## Task to complete
Search the material below for "practical" and copy every line where it occurs.

--------------------------------

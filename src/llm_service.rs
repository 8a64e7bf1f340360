use chrono::Utc;
use std::time::Instant;
use tracing::{debug, error, info, warn};

use crate::card_parser::{self, JsonResponseParser, DOCUMENT_CARD_LIMIT, TEXT_CARD_LIMIT};
use crate::config::LLMConfig;
use crate::content_extractor::FileKind;
use crate::errors::{ApiError, ApiResult};
use crate::llm_providers::{LLMMessage, LLMProvider, LLMProviderFactory, MoonshotProvider};
use crate::models::{GeneratedCard, GenerationMode, QuizAnalysis, QuizQuestion, WebPage};
use crate::{log_llm_operation, log_validation};

const CARD_JSON_FORMAT: &str = r#"Respond with JSON only, in exactly this shape:
{
  "cards": [
    {
      "title": "short card title",
      "content": "the knowledge point",
      "question": "a test question",
      "answer": "the standard answer",
      "tags": ["tag1", "tag2"],
      "difficulty": "easy | medium | hard"
    }
  ]
}"#;

const SINGLE_CARD_PROMPT: &str = "You are a professional study assistant. From the study material the user provides, pick the single most important core idea and turn it into ONE knowledge card.

Requirements:
1. Generate exactly one card for the most central idea
2. Keep the title short and precise (at most 15 words)
3. The content must be accurate and complete (50-150 words)
4. Write one related test question with a standard answer
5. Set the difficulty (easy/medium/hard) by the complexity of the idea
6. Add 2-4 fitting tags";

const SINGLE_QA_PROMPT: &str = "You are a professional study assistant. From the study material the user provides, produce ONE question-and-answer knowledge card.

Requirements:
1. Generate exactly one card for the idea best suited to a question
2. The question should be challenging and practical
3. The answer must be accurate and complete, with the necessary explanation (50-150 words)
4. The title is a short summary of the question
5. Set the difficulty (easy/medium/hard) by how hard the question is
6. Add 2-4 fitting tags";

const MULTI_CARD_PROMPT: &str = "You are a professional study assistant. Turn the document the user provides into structured knowledge cards.

Requirements:
1. Extract 3-8 core knowledge points depending on the length of the content
2. One card per knowledge point
3. Titles are short and capture the core of the point
4. Content is accurate and complete, including key details
5. Each card has a probing test question and its answer
6. Add fitting tags
7. For technical material include code examples or formulas; for theory include definitions and applications";

const MULTI_QA_PROMPT: &str = "You are a professional study assistant. Turn the document the user provides into question-and-answer knowledge cards.

Requirements:
1. Focus on knowledge points that make good questions
2. Generate 3-8 Q&A cards depending on the complexity of the content
3. Questions are challenging and practical and cover different difficulty levels
4. Answers are accurate and complete with the necessary explanation
5. Add fitting tags
6. Vary the question types: understanding, application, comparison";

const MOONSHOT_SYSTEM_PROMPT: &str = "You are Kimi, an AI assistant provided by Moonshot AI. You are fluent in Chinese and English and give safe, helpful and accurate answers. Generate study cards from the uploaded file.";

const QUIZ_SYSTEM_PROMPT: &str = r#"You are an expert learning assessor. Analyse the student's quiz objectively and in detail, and give useful feedback.

Return strict JSON with exactly these fields:
{
  "overallScore": number (0-100),
  "totalQuestions": number,
  "correctAnswers": number,
  "analysis": [
    {
      "questionNumber": number,
      "title": "string",
      "question": "string",
      "userAnswer": "string",
      "standardAnswer": "string",
      "isCorrect": boolean,
      "score": number (0-10),
      "feedback": "string",
      "keyPoints": ["string"],
      "suggestions": "string (optional)"
    }
  ],
  "overallFeedback": "string",
  "strengths": ["string"],
  "weaknesses": ["string"],
  "recommendations": ["string"]
}

Do not use Markdown. Return JSON only."#;

/// Uploaded document ready to be prompted with.
#[derive(Debug, Clone)]
pub struct DocumentInput {
    pub file_name: String,
    pub kind: FileKind,
    pub size_bytes: usize,
    pub text: String,
}

#[derive(Clone)]
pub struct LLMService {
    provider: LLMProvider,
    moonshot: MoonshotProvider,
    json_parser: JsonResponseParser,
}

impl LLMService {
    pub fn new(config: &LLMConfig) -> Self {
        Self::with_providers(
            LLMProviderFactory::create_provider(config),
            LLMProviderFactory::moonshot(&config.moonshot),
        )
    }

    pub fn with_providers(provider: LLMProvider, moonshot: MoonshotProvider) -> Self {
        Self {
            provider,
            moonshot,
            json_parser: JsonResponseParser,
        }
    }

    /// Get the provider name for logging and testing
    pub fn provider_name(&self) -> &'static str {
        self.provider.provider_name()
    }

    /// Get the model name being used
    pub fn model_name(&self) -> &str {
        self.provider.model_name()
    }

    async fn request(&self, operation: &str, system_message: &str, prompt: &str) -> ApiResult<String> {
        log_llm_operation!(
            start,
            operation,
            provider = self.provider_name(),
            input_chars = prompt.chars().count()
        );

        let response = self
            .provider
            .make_request(Some(system_message), prompt)
            .await
            .map_err(|e| {
                log_llm_operation!(error, operation, provider = self.provider_name(), error = e);
                ApiError::LLMError(e.to_string())
            })?;

        debug!(
            operation = operation,
            response_content = %response,
            "Raw LLM response"
        );
        Ok(response)
    }

    fn cards_from_reply(
        &self,
        operation: &str,
        reply: &str,
        limit: usize,
        custom_tags: &[String],
        started: Instant,
    ) -> ApiResult<Vec<GeneratedCard>> {
        debug!(
            operation = operation,
            extracted_json = %JsonResponseParser::extract_json_from_response(reply),
            "Extracted JSON from LLM response"
        );

        let cards = card_parser::parse_cards(reply).map_err(|e| {
            log_validation!(failure, "ai_response", error = e);
            e
        })?;
        let cards = card_parser::finalize_cards(cards, limit, custom_tags);

        log_llm_operation!(
            success,
            operation,
            provider = self.provider_name(),
            duration_ms = started.elapsed().as_millis() as u64,
            card_count = cards.len()
        );
        Ok(cards)
    }

    /// One card from pasted study material.
    pub async fn generate_cards(
        &self,
        text: &str,
        mode: GenerationMode,
        custom_tags: &[String],
    ) -> ApiResult<Vec<GeneratedCard>> {
        let started = Instant::now();
        let system_message = match mode {
            GenerationMode::Cards => SINGLE_CARD_PROMPT,
            GenerationMode::Qa => SINGLE_QA_PROMPT,
        };
        let system_message = format!("{}\n\n{}", system_message, CARD_JSON_FORMAT);

        let prompt = format!(
            "Study material:\n{}\n\n{}Generate the knowledge card.",
            text,
            tags_line(custom_tags)
        );

        let reply = self.request("generate_cards", &system_message, &prompt).await?;
        self.cards_from_reply("generate_cards", &reply, TEXT_CARD_LIMIT, custom_tags, started)
    }

    /// 3-8 cards from a fetched web page.
    pub async fn generate_cards_from_page(
        &self,
        page: &WebPage,
        mode: GenerationMode,
        custom_tags: &[String],
    ) -> ApiResult<Vec<GeneratedCard>> {
        let started = Instant::now();
        let system_message = format!("{}\n\n{}", multi_prompt(mode), CARD_JSON_FORMAT);

        let prompt = format!(
            "Page title: {}\nURL: {}\n\nPage content:\n{}\n\n{}Generate high-quality knowledge cards from this page.",
            page.title,
            page.url,
            page.content,
            tags_line(custom_tags)
        );

        let reply = self
            .request("generate_cards_from_url", &system_message, &prompt)
            .await?;
        let cards = self.cards_from_reply(
            "generate_cards_from_url",
            &reply,
            DOCUMENT_CARD_LIMIT,
            custom_tags,
            started,
        )?;

        if cards.is_empty() {
            return Err(ApiError::InternalError(
                "The AI did not produce any cards for this page".to_string(),
            ));
        }
        Ok(cards)
    }

    /// 3-8 cards from an uploaded document's extracted text.
    pub async fn generate_cards_from_document(
        &self,
        document: &DocumentInput,
        mode: GenerationMode,
        custom_tags: &[String],
    ) -> ApiResult<Vec<GeneratedCard>> {
        let started = Instant::now();
        let system_message = format!("{}\n\n{}", multi_prompt(mode), CARD_JSON_FORMAT);

        let prompt = format!(
            "File name: {}\nFile type: {}\nFile size: {:.2} KB\n\nFile content:\n{}\n\n{}Generate high-quality knowledge cards from this file.",
            document.file_name,
            document.kind.as_str(),
            document.size_bytes as f64 / 1024.0,
            document.text,
            tags_line(custom_tags)
        );

        let reply = self
            .request("generate_cards_from_file", &system_message, &prompt)
            .await?;
        self.cards_from_reply(
            "generate_cards_from_file",
            &reply,
            DOCUMENT_CARD_LIMIT,
            custom_tags,
            started,
        )
    }

    /// PDF text through Moonshot's file extraction, for files without a local text layer.
    pub async fn extract_pdf_text(&self, file_name: &str, bytes: Vec<u8>) -> ApiResult<String> {
        self.moonshot
            .extract_text(file_name, bytes)
            .await
            .map_err(|e| {
                log_llm_operation!(error, "extract_pdf_text", provider = self.moonshot.provider_name(), error = e);
                ApiError::LLMError(e.to_string())
            })
    }

    /// Upload the file to Moonshot, cache it, and let Kimi write the cards.
    pub async fn generate_cards_with_moonshot(
        &self,
        file_name: &str,
        bytes: Vec<u8>,
        custom_tags: &[String],
    ) -> ApiResult<Vec<GeneratedCard>> {
        let started = Instant::now();
        let provider = self.moonshot.provider_name();
        let to_llm_error = |e: anyhow::Error| {
            log_llm_operation!(error, "generate_cards_moonshot", provider = provider, error = e);
            ApiError::LLMError(e.to_string())
        };

        log_llm_operation!(
            start,
            "generate_cards_moonshot",
            provider = provider,
            input_chars = bytes.len()
        );

        let file_id = self.moonshot.upload_file(file_name, bytes).await.map_err(to_llm_error)?;
        let content = self.moonshot.file_content(&file_id).await.map_err(to_llm_error)?;
        let file_message = vec![LLMMessage::new("system", content)];

        let tag = format!("upload_{}", Utc::now().timestamp_millis());
        let mut messages = match self.moonshot.create_cache(&file_message, &tag).await {
            Ok(reference) => vec![reference],
            Err(e) => {
                warn!(error = %e, tag = %tag, "Context cache unavailable, sending file content inline");
                file_message
            }
        };

        messages.push(LLMMessage::new("system", MOONSHOT_SYSTEM_PROMPT));
        messages.push(LLMMessage::new(
            "user",
            format!(
                "Generate 3-8 high-quality study cards from the file content. Each card has a title, content, question, answer, tags and difficulty (easy/medium/hard).\n\n{}{}",
                tags_line(custom_tags),
                CARD_JSON_FORMAT
            ),
        ));

        let reply = self.moonshot.chat(&messages).await.map_err(to_llm_error)?;
        debug!(response_content = %reply, "Raw Moonshot response");

        let cards = card_parser::parse_cards(&reply)?;
        let cards = card_parser::finalize_cards(cards, DOCUMENT_CARD_LIMIT, custom_tags);
        log_llm_operation!(
            success,
            "generate_cards_moonshot",
            provider = provider,
            duration_ms = started.elapsed().as_millis() as u64,
            card_count = cards.len()
        );
        Ok(cards)
    }

    /// Grade free-text quiz answers against the standard answers.
    pub async fn analyze_quiz(&self, questions: &[QuizQuestion]) -> ApiResult<QuizAnalysis> {
        let started = Instant::now();
        let listing = questions
            .iter()
            .enumerate()
            .map(|(i, q)| {
                let answer = if q.user_answer.trim().is_empty() {
                    "(no answer)"
                } else {
                    q.user_answer.as_str()
                };
                format!(
                    "Question {} (questionNumber {}):\nTitle: {}\nQuestion: {}\nStandard answer: {}\nUser answer: {}\nDifficulty: {}\n",
                    i + 1,
                    q.question_number,
                    q.title,
                    q.question,
                    q.standard_answer,
                    answer,
                    q.difficulty.as_str()
                )
            })
            .collect::<Vec<_>>()
            .join("\n");

        let prompt = format!(
            r#"Analyse the results of this memory quiz by comparing the user's answers with the standard answers. The user answered from memory, so keep the feedback encouraging.

Questions and answers:
{}

Requirements:
1. Judge each answer carefully:
   - If the answer contains the core points of the standard answer, even in different words, mark it correct (isCorrect: true)
   - If it is partly right or related, give partial credit but mark it not fully correct (isCorrect: false)
   - If it is wrong or missing, mark it incorrect (isCorrect: false)
2. Be generous with scores but accurate about correctness
3. Give encouraging feedback and constructive suggestions
4. Highlight what the user has already mastered

Return strict JSON and nothing else."#,
            listing
        );

        let reply = self.request("analyze_quiz", QUIZ_SYSTEM_PROMPT, &prompt).await?;

        let analysis = match self.json_parser.parse_json_response::<QuizAnalysis>(&reply) {
            Ok(analysis) => analysis,
            Err(e) => {
                error!(
                    error = %e,
                    json_content = %JsonResponseParser::extract_json_from_response(&reply),
                    "Failed to parse quiz analysis JSON response"
                );
                return Err(ApiError::InvalidAiResponse(e.to_string()));
            }
        };

        validate_analysis(&analysis).map_err(ApiError::InvalidAiResponse)?;

        info!(
            question_count = analysis.analysis.len(),
            overall_score = analysis.overall_score,
            duration_ms = started.elapsed().as_millis() as u64,
            "Quiz analysis completed"
        );
        Ok(analysis)
    }
}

--------------------------------

## Exercise output
2. The question should be challenging and practical
3. Questions are challenging and practical and cover different difficulty levels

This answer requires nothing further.